Editor – Faloon and colleagues describe a 26-year-old man who developed phaeochromocytoma crisis following blunt abdominal trauma and attempted embolisation.1 The patient had a phase of sustained hypotension giving rise to multi-organ dysfunction. Ischaemia of the colon was treated with emergency laparotomy without alpha blockade. Emergency adrenalectomy was performed intraoperatively for a ruptured phaeochromocytoma and retroperitoneal haemorrhage. It is to the credit of the team that this patient survived the episode despite the high mortality associated with this condition.2
We suggest that there are two additional learning points from this case.

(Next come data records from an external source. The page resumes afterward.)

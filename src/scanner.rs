//! The scan loop: fixed-cadence sample/decode cycles over a camera session.

use std::future::Future;
use std::time::Duration;

use tokio_util::sync::CancellationToken;
use tracing::{debug, trace};

use crate::session::CameraSession;
use crate::traits::{
    DecodedSymbol, ScanError, ScanResult, SymbolDecoder, SymbolKind, Symbology, VideoFeed,
};

/// Contractual pause between consecutive sampling attempts.
pub const INTER_FRAME_DELAY: Duration = Duration::from_millis(100);

/// Scan loop states.
#[derive(Debug, Clone, Copy, PartialEq, Eq)]
pub enum LoopState {
    /// Waiting for the feed's first frame.
    Idle,
    /// Capturing a frame.
    Sampling,
    /// Running the decoder on a captured frame.
    Decoding,
    /// A symbol mapped to a result; the callback is being delivered.
    ResultFound,
    /// Nothing recognized this iteration.
    NoResult,
    /// The loop has exited and the session is released.
    Terminated,
}

/// Why a scan loop exited.
#[derive(Debug, Clone, Copy, PartialEq, Eq)]
pub enum ScanOutcome {
    /// A result was delivered to the callback (first-match-wins).
    Completed,
    /// Cancellation was requested and observed at a suspension point.
    Cancelled,
    /// A capture or decode fault ended the run. Per-iteration errors are
    /// never surfaced beyond this variant.
    Stopped,
    /// The configured iteration cap was reached without a match.
    Exhausted,
}

/// Tunables for a scan loop.
#[derive(Debug, Clone, Copy)]
pub struct ScanLoopOptions {
    /// Pause between sampling attempts. Fixed, not adaptive: it bounds
    /// capture/decode frequency against CPU and battery cost.
    pub inter_frame_delay: Duration,
    /// Optional cap on no-result iterations. `None` loops until a match,
    /// a fault, or cancellation.
    pub max_iterations: Option<u32>,
}

impl Default for ScanLoopOptions {
    fn default() -> Self {
        Self {
            inter_frame_delay: INTER_FRAME_DELAY,
            max_iterations: None,
        }
    }
}

/// A single scan session's loop.
///
/// Owns the camera session and the decoder for its whole lifetime; the
/// session is released exactly once on every exit path.
pub struct ScanLoop<F: VideoFeed, D: SymbolDecoder> {
    session: CameraSession<F>,
    decoder: D,
    options: ScanLoopOptions,
    cancel: CancellationToken,
    state: LoopState,
}

impl<F: VideoFeed, D: SymbolDecoder> ScanLoop<F, D> {
    /// Wire a loop to an acquired session and a session-scoped decoder.
    pub fn new(session: CameraSession<F>, decoder: D, cancel: CancellationToken) -> Self {
        Self {
            session,
            decoder,
            options: ScanLoopOptions::default(),
            cancel,
            state: LoopState::Idle,
        }
    }

    /// Override the default loop tunables.
    #[must_use]
    pub fn with_options(mut self, options: ScanLoopOptions) -> Self {
        self.options = options;
        self
    }

    /// Run the loop to completion.
    ///
    /// Starts once the feed delivers its first frame, then alternates
    /// capture and decode with the fixed inter-frame delay. On the first
    /// mapped symbol the callback is invoked exactly once and awaited fully
    /// before cleanup. Capture/decode faults end the run silently;
    /// cancellation is observed at every suspension point.
    pub async fn run<C, Fut>(mut self, on_result: C) -> ScanOutcome
    where
        C: FnMut(ScanResult) -> Fut,
        Fut: Future<Output = ()>,
    {
        let outcome = self.drive(on_result).await;
        self.session.release();
        self.transition(LoopState::Terminated);
        debug!(?outcome, "scan loop finished");
        outcome
    }

    async fn drive<C, Fut>(&mut self, mut on_result: C) -> ScanOutcome
    where
        C: FnMut(ScanResult) -> Fut,
        Fut: Future<Output = ()>,
    {
        // Gate on the first frame: sampling before any pixel data exists
        // would only produce degenerate zero-size buffers.
        let first = loop {
            if self.cancel.is_cancelled() {
                return ScanOutcome::Cancelled;
            }
            match self.session.capture() {
                Ok(buffer) => break buffer,
                Err(ScanError::NoFrameAvailable) => {
                    trace!("feed not ready, waiting for first frame");
                    if self.pause().await {
                        return ScanOutcome::Cancelled;
                    }
                }
                Err(err) => {
                    debug!(error = %err, "capture failed before first frame");
                    return ScanOutcome::Stopped;
                }
            }
        };

        let mut pending = Some(first);
        let mut iterations = 0u32;

        loop {
            self.transition(LoopState::Sampling);
            let buffer = match pending.take().map_or_else(|| self.session.capture(), Ok) {
                Ok(buffer) => buffer,
                Err(err) => {
                    debug!(error = %err, "capture failed, stopping scan");
                    return ScanOutcome::Stopped;
                }
            };

            self.transition(LoopState::Decoding);
            let symbols = match self.decoder.decode(&buffer) {
                Ok(symbols) => symbols,
                Err(err) => {
                    debug!(error = %err, "decode failed, stopping scan");
                    return ScanOutcome::Stopped;
                }
            };

            if let Some(result) = first_match(symbols) {
                self.transition(LoopState::ResultFound);
                on_result(result).await;
                return ScanOutcome::Completed;
            }

            self.transition(LoopState::NoResult);
            iterations += 1;
            if let Some(max) = self.options.max_iterations {
                if iterations >= max {
                    debug!(iterations, "iteration cap reached");
                    return ScanOutcome::Exhausted;
                }
            }

            if self.pause().await {
                return ScanOutcome::Cancelled;
            }
        }
    }

    /// Wait one inter-frame delay; returns `true` if cancelled first.
    async fn pause(&self) -> bool {
        tokio::select! {
            () = self.cancel.cancelled() => true,
            () = tokio::time::sleep(self.options.inter_frame_delay) => false,
        }
    }

    fn transition(&mut self, next: LoopState) {
        trace!(from = ?self.state, to = ?next, "scan loop transition");
        self.state = next;
    }
}

/// Mapping policy: inspect only the first reported symbol. QR maps to
/// `qrcode`, code128 to `barcode`, anything else yields no result.
fn first_match(symbols: Vec<DecodedSymbol>) -> Option<ScanResult> {
    let first = symbols.into_iter().next()?;
    match first.symbology {
        Symbology::QrCode => Some(ScanResult {
            kind: SymbolKind::QrCode,
            value: first.text,
        }),
        Symbology::Code128 => Some(ScanResult {
            kind: SymbolKind::Barcode,
            value: first.text,
        }),
        Symbology::Other => None,
    }
}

Firstly, phaeochromocytoma crisis with sustained hypotension is notoriously difficult to manage and there is normally a significant component of myocardial dysfunction due to catecholamine toxicity. An effective treatment (along with aggressive volume replacement) is some form of mechanical circulatory support such as cardiopulmonary bypass or veno-arterial extracorporeal membrane oxygenation.3,4 The use of this type of circulatory support is strongly associated with improved survival in hypotensive phaeochromocytoma crisis.2 If required, urgent surgery can be performed whilst on mechanical support.5
Secondly, the authors correctly point out that intravenous alpha blockade (phentolamine and phenoxybenzamine) is currently difficult to access in UK. In preference to using no alpha blocking agents, clinicians who find themselves in these circumstances should consider using intravenous magnesium for medical stabilisation.2,6 There is an evidence base for intravenous magnesium7,8 as an alternative to alpha blockade and importantly the drug is familiar to many intensivists due to its critical role in eclampsia treatment.